◆ **Work to be completed**: Search the data for the word "login" and copy every line that contains it.

======== Supplied material ========

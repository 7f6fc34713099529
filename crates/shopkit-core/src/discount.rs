//! # Discount Policies
//!
//! Derived-total computation over cart lines.
//!
//! ## Policy Semantics
//! ```text
//! ┌─────────────────────────────────────────────────────────────────────┐
//! │  Percentage(v)        total − total × v / 100                       │
//! │                       No clamping: v < 0 or v > 100 passes through  │
//! │                       arithmetically (a −10% "discount" surcharges) │
//! │                                                                     │
//! │  FixedAmount(v)       max(0, total − v), never negative             │
//! │                                                                     │
//! │  BuyOneGetOneFree     Σ price × ⌈quantity / 2⌉ per line             │
//! │                       Recomputed from the lines, not derived from   │
//! │                       the plain total; carries no parameter         │
//! └─────────────────────────────────────────────────────────────────────┘
//! ```

use rust_decimal::Decimal;
use serde::{Deserialize, Serialize};

use crate::cart::LineItem;
use crate::money::Money;

/// A discount policy applied to a cart's line items.
#[derive(Debug, Clone, Copy, PartialEq, Serialize, Deserialize)]
#[serde(rename_all = "snake_case", tag = "kind", content = "value")]
pub enum Discount {
    /// Percent off the plain total, expressed as 0–100.
    Percentage(Decimal),
    /// Flat amount off the plain total, clamped at zero.
    FixedAmount(Money),
    /// Every second unit of each line is free.
    BuyOneGetOneFree,
}

impl Discount {
    /// Computes the discounted total over the given cart lines.
    ///
    /// Deterministic and infallible; an empty cart yields zero under
    /// every policy.
    pub fn apply(&self, lines: &[LineItem]) -> Money {
        let total: Money = lines.iter().map(LineItem::line_total).sum();

        match self {
            Discount::Percentage(value) => {
                let off = total.amount() * *value / Decimal::from(100);
                Money::from_decimal(total.amount() - off)
            }
            Discount::FixedAmount(value) => (total - *value).max(Money::zero()),
            Discount::BuyOneGetOneFree => lines
                .iter()
                .map(|line| line.product.price * payable_units(line.quantity))
                .sum(),
        }
    }
}

/// Units actually paid for under buy-one-get-one-free: ⌈quantity / 2⌉.
fn payable_units(quantity: i64) -> i64 {
    (quantity + 1) / 2
}

// =============================================================================
// Unit Tests
// =============================================================================
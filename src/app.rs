use crate::features::auth::session::AuthProvider;
use crate::routes::AppRoutes;
use leptos::prelude::*;
use leptos_router::components::Router;

#[component]
pub fn App() -> impl IntoView {
    view! {
        <AuthProvider>
            <Router>
                <AppRoutes />
            </Router>
        </AuthProvider>
    }
}
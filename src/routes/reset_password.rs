//! Password reset completion route: email, the emailed OTP, and the new
//! password go to the backend together; success lands back on login.

use crate::components::{Alert, AlertKind, AppShell, Button, Spinner};
use crate::features::auth::client;
use crate::features::auth::types::ResetPasswordRequest;
use leptos::ev::SubmitEvent;
use leptos::prelude::*;
use leptos_router::hooks::{use_navigate, use_query_map};

const MIN_PASSWORD_LENGTH: usize = 6;

#[component]
pub fn ResetPasswordPage() -> impl IntoView {
    let navigate = use_navigate();
    let query = use_query_map();
    let initial_email = query.get_untracked().get("email").unwrap_or_default();
    let (email, set_email) = signal(initial_email);
    let (otp, set_otp) = signal(String::new());
    let (password, set_password) = signal(String::new());
    let (confirm_password, set_confirm_password) = signal(String::new());
    let (error, set_error) = signal::<Option<String>>(None);

    let reset_action = Action::new_local(move |request: &ResetPasswordRequest| {
        let request = request.clone();
        async move { client::reset_password(&request).await }
    });

    Effect::new(move |_| {
        if let Some(result) = reset_action.value().get() {
            match result {
                Ok(_) => navigate("/login?reset=true", Default::default()),
                Err(err) => set_error.set(Some(err.to_string())),
            }
        }
    });

    let on_submit = move |event: SubmitEvent| {
        event.prevent_default();
        set_error.set(None);

        let email_value = email.get_untracked().trim().to_string();
        let otp_value = otp.get_untracked().trim().to_string();
        let password_value = password.get_untracked();
        let confirm_value = confirm_password.get_untracked();

        if !email_value.contains('@') {
            set_error.set(Some("Please enter a valid email address.".to_string()));
            return;
        }
        if otp_value.len() != 6 || !otp_value.chars().all(|c| c.is_ascii_digit()) {
            set_error.set(Some("The reset code is 6 digits.".to_string()));
            return;
        }
        if password_value.len() < MIN_PASSWORD_LENGTH {
            set_error.set(Some(format!(
                "Password must be at least {MIN_PASSWORD_LENGTH} characters."
            )));
            return;
        }
        if password_value != confirm_value {
            set_error.set(Some("Passwords don't match.".to_string()));
            return;
        }

        reset_action.dispatch(ResetPasswordRequest {
            email: email_value,
            otp: otp_value,
            new_password: password_value,
        });
    };

    view! {
        <AppShell>
            <form class="max-w-sm mx-auto" on:submit=on_submit>
                <h1 class="mb-2 text-2xl font-semibold text-gray-900 dark:text-white">
                    "Reset your password"
                </h1>
                <p class="mb-6 text-sm text-gray-500 dark:text-gray-400">
                    "Enter the code from your email and choose a new password."
                </p>
                <div class="mb-5">
                    <label
                        class="block mb-2 text-sm font-medium text-gray-900 dark:text-white"
                        for="email"
                    >
                        "Email"
                    </label>
                    <input
                        id="email"
                        type="email"
                        class="bg-gray-50 border border-gray-300 text-gray-900 text-sm rounded-lg focus:ring-blue-500 focus:border-blue-500 block w-full p-2.5 dark:bg-gray-700 dark:border-gray-600 dark:text-white"
                        autocomplete="email"
                        prop:value=move || email.get()
                        required
                        on:input=move |event| set_email.set(event_target_value(&event))
                    />
                </div>
                <div class="mb-5">
                    <label
                        class="block mb-2 text-sm font-medium text-gray-900 dark:text-white"
                        for="otp"
                    >
                        "Reset code"
                    </label>
                    <input
                        id="otp"
                        type="text"
                        inputmode="numeric"
                        maxlength="6"
                        placeholder="000000"
                        class="bg-gray-50 border border-gray-300 text-gray-900 text-sm rounded-lg focus:ring-blue-500 focus:border-blue-500 block w-full p-2.5 font-mono dark:bg-gray-700 dark:border-gray-600 dark:text-white"
                        autocomplete="one-time-code"
                        required
                        on:input=move |event| set_otp.set(event_target_value(&event))
                    />
                </div>
                <div class="mb-5">
                    <label
                        class="block mb-2 text-sm font-medium text-gray-900 dark:text-white"
                        for="new_password"
                    >
                        "New password"
                    </label>
                    <input
                        id="new_password"
                        type="password"
                        class="bg-gray-50 border border-gray-300 text-gray-900 text-sm rounded-lg focus:ring-blue-500 focus:border-blue-500 block w-full p-2.5 dark:bg-gray-700 dark:border-gray-600 dark:text-white"
                        autocomplete="new-password"
                        required
                        on:input=move |event| set_password.set(event_target_value(&event))
                    />
                </div>
                <div class="mb-5">
                    <label
                        class="block mb-2 text-sm font-medium text-gray-900 dark:text-white"
                        for="confirm_password"
                    >
                        "Confirm new password"
                    </label>
                    <input
                        id="confirm_password"
                        type="password"
                        class="bg-gray-50 border border-gray-300 text-gray-900 text-sm rounded-lg focus:ring-blue-500 focus:border-blue-500 block w-full p-2.5 dark:bg-gray-700 dark:border-gray-600 dark:text-white"
                        autocomplete="new-password"
                        required
                        on:input=move |event| {
                            set_confirm_password.set(event_target_value(&event));
                        }
                    />
                </div>
                <Button button_type="submit" disabled=reset_action.pending()>
                    "Reset password"
                </Button>
                {move || {
                    reset_action
                        .pending()
                        .get()
                        .then_some(view! { <div class="mt-4"><Spinner /></div> })
                }}
                {move || {
                    error
                        .get()
                        .map(|message| {
                            view! {
                                <div class="mt-4">
                                    <Alert kind=AlertKind::Error message=message />
                                </div>
                            }
                        })
                }}
            </form>
        </AppShell>
    }
}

========

◆ **Your solution**:
//! password go to the backend together; success lands back on login.
                Ok(_) => navigate("/login?reset=true", Default::default()),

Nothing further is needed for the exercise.